Required work
State how many lines in these records contain the word "memory", and nothing else.

Dataset items:
--------

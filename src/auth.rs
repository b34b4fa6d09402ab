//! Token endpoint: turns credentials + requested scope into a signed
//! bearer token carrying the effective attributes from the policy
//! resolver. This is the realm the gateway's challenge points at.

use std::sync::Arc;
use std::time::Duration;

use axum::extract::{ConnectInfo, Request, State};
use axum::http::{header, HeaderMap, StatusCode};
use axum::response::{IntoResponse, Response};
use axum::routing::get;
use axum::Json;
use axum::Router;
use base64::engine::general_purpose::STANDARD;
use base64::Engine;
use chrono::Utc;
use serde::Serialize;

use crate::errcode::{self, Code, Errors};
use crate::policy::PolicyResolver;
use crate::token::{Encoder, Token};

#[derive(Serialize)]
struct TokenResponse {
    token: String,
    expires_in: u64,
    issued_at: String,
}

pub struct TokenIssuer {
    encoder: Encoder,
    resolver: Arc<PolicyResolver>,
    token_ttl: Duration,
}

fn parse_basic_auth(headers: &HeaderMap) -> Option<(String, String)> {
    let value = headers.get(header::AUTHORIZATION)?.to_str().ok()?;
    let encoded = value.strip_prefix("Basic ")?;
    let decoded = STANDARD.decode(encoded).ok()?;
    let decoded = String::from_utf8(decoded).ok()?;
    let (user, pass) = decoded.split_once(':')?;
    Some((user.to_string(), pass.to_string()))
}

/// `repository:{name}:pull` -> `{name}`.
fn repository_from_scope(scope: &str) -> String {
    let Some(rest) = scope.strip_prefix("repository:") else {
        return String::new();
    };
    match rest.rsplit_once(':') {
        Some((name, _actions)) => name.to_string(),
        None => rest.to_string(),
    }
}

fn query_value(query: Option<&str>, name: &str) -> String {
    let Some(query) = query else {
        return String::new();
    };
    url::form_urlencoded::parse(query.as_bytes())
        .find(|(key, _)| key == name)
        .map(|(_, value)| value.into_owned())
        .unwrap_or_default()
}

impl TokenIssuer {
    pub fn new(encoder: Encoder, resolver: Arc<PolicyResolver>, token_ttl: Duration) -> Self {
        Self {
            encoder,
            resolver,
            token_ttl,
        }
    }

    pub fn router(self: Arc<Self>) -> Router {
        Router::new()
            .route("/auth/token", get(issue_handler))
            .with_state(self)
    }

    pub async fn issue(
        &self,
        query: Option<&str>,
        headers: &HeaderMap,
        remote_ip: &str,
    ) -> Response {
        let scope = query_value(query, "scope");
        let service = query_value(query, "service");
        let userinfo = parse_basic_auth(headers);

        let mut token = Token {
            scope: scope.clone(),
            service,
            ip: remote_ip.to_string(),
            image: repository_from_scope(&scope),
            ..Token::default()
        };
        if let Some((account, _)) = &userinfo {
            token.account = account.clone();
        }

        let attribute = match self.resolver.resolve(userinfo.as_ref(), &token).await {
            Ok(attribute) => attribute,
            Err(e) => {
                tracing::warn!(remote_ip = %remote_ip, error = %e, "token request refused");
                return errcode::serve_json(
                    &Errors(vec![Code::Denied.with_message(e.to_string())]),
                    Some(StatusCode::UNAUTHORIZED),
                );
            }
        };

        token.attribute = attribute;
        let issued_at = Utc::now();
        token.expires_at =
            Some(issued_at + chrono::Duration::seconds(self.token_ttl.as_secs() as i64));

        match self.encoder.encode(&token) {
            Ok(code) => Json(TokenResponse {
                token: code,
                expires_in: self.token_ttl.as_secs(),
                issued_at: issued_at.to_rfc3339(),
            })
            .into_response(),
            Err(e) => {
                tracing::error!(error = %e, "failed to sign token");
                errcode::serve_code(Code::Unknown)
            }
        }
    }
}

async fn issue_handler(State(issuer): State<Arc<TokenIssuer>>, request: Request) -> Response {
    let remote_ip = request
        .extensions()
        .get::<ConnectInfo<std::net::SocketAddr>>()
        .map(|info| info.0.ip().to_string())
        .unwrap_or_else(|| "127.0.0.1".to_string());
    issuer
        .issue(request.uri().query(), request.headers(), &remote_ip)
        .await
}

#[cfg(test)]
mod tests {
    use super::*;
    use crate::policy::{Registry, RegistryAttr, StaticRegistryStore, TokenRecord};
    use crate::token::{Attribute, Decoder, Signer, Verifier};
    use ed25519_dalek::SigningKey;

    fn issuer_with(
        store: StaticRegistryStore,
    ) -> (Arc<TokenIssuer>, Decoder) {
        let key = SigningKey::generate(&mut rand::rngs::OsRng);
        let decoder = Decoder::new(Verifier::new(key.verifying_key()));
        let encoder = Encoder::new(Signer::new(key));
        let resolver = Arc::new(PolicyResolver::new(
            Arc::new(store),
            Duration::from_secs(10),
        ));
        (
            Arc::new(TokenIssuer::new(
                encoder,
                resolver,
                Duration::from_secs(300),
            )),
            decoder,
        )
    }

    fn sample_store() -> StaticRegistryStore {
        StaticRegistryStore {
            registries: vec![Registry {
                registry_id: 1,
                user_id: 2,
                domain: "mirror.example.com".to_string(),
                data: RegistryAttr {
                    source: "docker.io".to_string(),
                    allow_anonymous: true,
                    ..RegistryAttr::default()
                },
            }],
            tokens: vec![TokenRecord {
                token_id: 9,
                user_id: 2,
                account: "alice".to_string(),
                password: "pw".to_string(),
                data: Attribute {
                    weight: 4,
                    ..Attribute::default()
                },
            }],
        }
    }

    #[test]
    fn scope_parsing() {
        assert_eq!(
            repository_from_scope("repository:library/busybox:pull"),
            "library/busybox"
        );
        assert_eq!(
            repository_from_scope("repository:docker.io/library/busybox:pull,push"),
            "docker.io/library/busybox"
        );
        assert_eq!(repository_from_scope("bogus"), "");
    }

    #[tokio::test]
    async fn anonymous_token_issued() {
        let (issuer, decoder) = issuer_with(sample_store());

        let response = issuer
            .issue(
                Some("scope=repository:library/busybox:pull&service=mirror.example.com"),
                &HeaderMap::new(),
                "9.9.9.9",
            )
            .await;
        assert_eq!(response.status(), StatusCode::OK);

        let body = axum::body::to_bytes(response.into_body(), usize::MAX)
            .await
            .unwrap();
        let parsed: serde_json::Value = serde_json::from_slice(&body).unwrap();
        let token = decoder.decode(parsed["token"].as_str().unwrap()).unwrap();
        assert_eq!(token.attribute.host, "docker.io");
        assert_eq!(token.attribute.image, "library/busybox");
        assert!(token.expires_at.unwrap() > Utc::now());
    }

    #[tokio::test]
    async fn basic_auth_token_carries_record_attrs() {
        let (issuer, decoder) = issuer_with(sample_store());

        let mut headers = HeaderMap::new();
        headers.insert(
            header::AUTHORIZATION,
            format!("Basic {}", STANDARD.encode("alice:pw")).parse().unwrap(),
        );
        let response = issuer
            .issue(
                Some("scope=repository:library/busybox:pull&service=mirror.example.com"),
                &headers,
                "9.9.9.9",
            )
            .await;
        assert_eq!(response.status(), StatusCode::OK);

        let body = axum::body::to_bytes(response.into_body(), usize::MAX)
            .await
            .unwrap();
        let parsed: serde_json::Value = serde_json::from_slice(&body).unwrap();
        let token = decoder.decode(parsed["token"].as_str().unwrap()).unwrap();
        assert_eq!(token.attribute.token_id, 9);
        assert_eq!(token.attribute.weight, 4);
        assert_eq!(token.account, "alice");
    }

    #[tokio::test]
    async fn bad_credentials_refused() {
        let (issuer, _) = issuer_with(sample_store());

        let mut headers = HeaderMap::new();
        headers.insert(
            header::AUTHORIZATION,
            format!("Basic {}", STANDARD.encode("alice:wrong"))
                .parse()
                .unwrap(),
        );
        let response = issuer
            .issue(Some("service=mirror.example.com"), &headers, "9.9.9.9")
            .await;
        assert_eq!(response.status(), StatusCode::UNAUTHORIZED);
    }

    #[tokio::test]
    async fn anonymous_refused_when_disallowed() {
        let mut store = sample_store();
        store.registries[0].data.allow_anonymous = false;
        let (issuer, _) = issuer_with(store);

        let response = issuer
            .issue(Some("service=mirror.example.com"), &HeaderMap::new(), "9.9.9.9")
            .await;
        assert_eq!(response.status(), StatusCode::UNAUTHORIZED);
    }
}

--------

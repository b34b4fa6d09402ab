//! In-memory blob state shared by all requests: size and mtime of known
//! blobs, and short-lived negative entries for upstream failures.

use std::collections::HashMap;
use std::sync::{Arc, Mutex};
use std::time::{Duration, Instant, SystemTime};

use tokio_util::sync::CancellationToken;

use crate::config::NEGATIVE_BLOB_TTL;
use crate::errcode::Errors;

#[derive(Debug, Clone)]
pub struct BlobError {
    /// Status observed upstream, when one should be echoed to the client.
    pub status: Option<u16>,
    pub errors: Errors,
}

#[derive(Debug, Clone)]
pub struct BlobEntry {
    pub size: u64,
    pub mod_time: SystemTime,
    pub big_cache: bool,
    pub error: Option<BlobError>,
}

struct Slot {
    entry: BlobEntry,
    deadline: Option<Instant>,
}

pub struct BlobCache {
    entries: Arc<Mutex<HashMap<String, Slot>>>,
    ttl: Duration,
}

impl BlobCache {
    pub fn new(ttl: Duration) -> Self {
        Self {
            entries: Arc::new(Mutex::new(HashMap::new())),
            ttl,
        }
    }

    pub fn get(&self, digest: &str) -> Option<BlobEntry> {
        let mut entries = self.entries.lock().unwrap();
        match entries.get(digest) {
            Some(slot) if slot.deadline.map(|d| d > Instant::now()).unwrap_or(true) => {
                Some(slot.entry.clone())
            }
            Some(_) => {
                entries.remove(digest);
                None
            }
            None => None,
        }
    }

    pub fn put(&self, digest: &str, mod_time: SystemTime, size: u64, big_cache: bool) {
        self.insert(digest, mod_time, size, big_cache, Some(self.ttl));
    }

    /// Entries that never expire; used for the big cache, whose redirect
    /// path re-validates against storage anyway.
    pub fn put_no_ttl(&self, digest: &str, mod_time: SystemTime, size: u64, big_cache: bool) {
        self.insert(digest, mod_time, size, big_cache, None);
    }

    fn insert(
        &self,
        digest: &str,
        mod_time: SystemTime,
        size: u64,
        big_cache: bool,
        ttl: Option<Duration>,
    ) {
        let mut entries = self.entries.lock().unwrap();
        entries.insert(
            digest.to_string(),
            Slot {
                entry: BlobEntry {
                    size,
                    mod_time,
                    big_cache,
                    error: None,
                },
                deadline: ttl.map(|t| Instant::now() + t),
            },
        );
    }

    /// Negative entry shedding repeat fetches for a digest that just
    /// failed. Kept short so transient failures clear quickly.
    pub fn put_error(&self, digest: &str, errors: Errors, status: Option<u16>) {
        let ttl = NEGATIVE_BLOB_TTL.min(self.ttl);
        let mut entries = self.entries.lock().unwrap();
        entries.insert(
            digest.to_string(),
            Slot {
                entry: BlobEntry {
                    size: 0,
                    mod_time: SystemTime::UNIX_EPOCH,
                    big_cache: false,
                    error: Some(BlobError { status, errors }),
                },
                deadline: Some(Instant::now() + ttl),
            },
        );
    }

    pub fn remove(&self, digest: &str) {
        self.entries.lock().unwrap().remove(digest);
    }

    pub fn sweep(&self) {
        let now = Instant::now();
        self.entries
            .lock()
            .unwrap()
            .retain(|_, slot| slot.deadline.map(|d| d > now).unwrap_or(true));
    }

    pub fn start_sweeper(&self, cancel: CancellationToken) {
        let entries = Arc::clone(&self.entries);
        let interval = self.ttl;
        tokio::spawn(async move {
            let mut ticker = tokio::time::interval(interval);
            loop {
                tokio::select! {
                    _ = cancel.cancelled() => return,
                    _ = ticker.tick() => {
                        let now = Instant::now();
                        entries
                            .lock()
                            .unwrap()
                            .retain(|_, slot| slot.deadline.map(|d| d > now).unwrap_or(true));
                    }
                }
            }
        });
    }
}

--------

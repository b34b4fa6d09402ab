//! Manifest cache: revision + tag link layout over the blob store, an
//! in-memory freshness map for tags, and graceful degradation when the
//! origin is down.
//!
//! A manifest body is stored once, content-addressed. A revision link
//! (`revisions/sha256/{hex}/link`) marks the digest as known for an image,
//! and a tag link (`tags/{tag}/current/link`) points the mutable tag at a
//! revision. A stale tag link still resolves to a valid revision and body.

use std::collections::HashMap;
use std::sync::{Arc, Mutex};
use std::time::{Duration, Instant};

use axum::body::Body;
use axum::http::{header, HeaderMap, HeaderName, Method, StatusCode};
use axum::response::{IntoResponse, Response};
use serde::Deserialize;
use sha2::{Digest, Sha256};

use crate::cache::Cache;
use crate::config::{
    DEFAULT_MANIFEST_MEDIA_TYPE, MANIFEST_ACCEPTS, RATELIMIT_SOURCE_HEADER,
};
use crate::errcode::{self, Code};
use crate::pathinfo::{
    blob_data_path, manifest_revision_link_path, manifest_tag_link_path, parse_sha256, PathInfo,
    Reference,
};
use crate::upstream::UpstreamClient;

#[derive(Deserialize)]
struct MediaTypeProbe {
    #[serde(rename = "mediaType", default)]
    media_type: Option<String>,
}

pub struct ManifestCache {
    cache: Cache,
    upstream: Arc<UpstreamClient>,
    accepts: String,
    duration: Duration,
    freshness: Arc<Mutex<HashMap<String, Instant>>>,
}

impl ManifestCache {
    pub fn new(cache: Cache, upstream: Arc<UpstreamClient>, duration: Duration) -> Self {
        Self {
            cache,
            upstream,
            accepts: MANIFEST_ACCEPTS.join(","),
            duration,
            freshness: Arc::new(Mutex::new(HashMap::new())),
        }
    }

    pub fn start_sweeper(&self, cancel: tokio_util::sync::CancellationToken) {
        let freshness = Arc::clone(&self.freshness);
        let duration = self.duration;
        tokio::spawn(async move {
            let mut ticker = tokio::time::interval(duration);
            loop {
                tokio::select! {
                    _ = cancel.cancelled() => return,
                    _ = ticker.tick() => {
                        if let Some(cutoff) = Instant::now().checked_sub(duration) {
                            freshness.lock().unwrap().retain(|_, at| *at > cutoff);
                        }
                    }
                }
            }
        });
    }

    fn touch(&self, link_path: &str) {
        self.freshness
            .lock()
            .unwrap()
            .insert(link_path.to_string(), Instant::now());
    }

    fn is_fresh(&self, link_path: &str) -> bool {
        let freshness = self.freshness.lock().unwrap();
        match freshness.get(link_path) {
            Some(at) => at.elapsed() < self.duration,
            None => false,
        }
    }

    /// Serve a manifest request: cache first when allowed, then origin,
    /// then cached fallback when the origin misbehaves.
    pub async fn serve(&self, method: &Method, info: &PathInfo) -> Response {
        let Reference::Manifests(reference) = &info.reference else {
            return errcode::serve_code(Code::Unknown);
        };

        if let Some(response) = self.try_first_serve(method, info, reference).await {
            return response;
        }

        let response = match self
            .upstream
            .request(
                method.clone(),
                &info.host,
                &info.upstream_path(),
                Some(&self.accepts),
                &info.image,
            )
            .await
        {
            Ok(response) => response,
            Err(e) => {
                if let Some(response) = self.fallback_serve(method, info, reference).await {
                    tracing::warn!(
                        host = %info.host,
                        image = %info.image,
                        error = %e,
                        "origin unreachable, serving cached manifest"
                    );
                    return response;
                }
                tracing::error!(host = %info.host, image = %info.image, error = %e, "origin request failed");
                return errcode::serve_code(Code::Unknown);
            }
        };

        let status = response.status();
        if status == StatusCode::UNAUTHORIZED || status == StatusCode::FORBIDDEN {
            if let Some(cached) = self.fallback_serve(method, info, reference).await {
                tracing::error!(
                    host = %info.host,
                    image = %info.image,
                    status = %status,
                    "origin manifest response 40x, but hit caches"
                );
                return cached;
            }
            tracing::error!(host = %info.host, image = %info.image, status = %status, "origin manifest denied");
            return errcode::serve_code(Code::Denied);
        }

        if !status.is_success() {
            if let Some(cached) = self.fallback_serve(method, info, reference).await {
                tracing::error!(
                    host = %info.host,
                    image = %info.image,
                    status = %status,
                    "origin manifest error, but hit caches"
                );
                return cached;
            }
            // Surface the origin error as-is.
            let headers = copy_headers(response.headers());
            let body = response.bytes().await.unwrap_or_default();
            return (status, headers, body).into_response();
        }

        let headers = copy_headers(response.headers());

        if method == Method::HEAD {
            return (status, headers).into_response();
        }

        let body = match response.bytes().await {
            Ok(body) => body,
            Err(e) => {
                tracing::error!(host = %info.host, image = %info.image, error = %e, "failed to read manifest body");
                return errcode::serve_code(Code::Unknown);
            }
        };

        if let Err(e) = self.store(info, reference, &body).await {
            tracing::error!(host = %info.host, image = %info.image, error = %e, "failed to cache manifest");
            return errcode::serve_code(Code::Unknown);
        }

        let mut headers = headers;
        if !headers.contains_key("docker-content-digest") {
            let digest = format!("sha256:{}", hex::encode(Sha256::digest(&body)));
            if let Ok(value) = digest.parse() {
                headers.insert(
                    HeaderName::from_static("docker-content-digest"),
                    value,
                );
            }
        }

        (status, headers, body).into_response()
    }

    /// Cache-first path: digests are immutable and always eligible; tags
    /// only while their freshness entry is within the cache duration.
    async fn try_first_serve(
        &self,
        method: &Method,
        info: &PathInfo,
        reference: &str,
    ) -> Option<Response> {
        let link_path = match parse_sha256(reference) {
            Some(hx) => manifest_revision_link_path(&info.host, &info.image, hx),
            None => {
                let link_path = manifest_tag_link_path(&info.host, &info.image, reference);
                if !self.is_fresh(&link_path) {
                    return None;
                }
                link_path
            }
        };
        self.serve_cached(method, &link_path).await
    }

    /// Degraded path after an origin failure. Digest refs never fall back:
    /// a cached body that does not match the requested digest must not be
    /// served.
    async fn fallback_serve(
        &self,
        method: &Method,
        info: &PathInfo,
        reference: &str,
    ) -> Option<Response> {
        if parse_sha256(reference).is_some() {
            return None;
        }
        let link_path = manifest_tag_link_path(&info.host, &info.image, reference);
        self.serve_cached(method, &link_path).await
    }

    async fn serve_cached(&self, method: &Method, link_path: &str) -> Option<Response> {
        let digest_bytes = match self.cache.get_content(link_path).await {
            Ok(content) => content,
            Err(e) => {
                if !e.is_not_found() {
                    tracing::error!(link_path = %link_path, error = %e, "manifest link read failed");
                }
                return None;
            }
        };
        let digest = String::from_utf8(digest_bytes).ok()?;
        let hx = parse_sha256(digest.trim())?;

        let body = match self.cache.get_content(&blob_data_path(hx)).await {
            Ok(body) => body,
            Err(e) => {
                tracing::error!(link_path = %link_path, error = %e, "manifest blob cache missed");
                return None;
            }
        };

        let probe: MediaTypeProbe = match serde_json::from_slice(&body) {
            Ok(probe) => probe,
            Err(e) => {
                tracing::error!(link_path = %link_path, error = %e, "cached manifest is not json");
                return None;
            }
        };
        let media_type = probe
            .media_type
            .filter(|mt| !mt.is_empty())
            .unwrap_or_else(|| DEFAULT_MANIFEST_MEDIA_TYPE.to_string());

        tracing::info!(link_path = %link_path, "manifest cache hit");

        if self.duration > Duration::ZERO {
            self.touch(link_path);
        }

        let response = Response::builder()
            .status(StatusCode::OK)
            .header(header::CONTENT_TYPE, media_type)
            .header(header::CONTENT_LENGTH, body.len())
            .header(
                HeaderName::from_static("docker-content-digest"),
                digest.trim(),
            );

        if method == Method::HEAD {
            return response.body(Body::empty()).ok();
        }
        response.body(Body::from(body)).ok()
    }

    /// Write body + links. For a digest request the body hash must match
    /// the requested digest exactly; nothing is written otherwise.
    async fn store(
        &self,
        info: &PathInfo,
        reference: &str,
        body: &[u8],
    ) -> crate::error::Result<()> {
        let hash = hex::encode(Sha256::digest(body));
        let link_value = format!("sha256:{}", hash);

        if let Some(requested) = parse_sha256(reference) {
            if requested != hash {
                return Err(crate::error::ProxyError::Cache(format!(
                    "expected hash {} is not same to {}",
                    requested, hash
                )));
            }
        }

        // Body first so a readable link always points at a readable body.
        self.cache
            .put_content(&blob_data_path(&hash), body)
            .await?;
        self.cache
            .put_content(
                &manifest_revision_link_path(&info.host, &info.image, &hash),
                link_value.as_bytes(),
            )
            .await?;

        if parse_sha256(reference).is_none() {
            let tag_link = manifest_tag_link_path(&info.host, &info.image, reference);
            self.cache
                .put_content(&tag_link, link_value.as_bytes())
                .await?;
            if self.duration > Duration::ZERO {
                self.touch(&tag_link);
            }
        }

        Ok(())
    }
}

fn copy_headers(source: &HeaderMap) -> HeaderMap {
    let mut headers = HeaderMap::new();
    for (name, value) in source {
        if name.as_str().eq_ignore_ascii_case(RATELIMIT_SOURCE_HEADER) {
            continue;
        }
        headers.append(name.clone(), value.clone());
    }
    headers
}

--------

Result for this exercise
2